Open Big Data Computing with Julia - astrieanna
http://istc-bigdata.org/index.php/open-big-data-computing-with-julia/

======
EvanMiller
I like Julia because in many ways, it's a better C than C:

* You can inspect a function's generated LLVM or (x86, ARM) assembly code from the REPL. (code_llvm or code_native)

* You can interface with C libraries without writing any C. That let me wrap a 5 kLoC C library with 100 lines of Julia:

[https://github.com/WizardMac/DataRead.jl](https://github.com/WizardMac/DataRead.jl)

* You can use the dynamic features of the language to write something quickly, then add type annotations to make it fast later

* Certain tuples are compiled to SIMD vectors. In contrast, the only way to access SIMD features in C is to pray that you have one of those "sufficiently smart compilers".

* Like C, there's no OO junk and the associated handwringing about where methods belong. There are structures and there are functions, that's it.
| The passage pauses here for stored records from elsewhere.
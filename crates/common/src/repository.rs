//! Shared repository boundary types for Atrium
//!
//! Every backend (remote REST, in-memory mock) reports failures through
//! [`RepositoryError`] so callers never inspect transport details.

use thiserror::Error;

/// Repository-level error types
#[derive(Error, Debug, Clone, PartialEq)]
pub enum RepositoryError {
    #[error("Record not found")]
    NotFound,

    #[error("Record was modified concurrently: {0}")]
    Conflict(String),

    #[error("Repository rejected the request ({status}): {message}")]
    Rejected { status: u16, message: String },

    #[error("Repository transport error: {0}")]
    Transport(String),

    #[error("Invalid data: {0}")]
    InvalidData(String),
}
But then multiple dispatch in Julia gives you the main benefits of OO without all the ontological crap that comes with it.

For me, Julia feels like it's simultaneously higher-level and lower-level than
C. The deep LLVM integration is fantastic because I can get an idea for how
functions will be compiled without having to learn the behemoth that is the
modern x86 ISA. (LLVM IR is relatively simple, and its SSA format makes code
relatively easy to follow.)

Anyway, I only started with Julia recently, but I'm a fan. I should also
mention that the members of the developer community are very, very smart.
(Most are associated with MIT.) BTW I am starting a Julia meetup in Chicago
for folks in the Midwest who want to learn more:
[http://www.meetup.com/JuliaChicago/](http://www.meetup.com/JuliaChicago/)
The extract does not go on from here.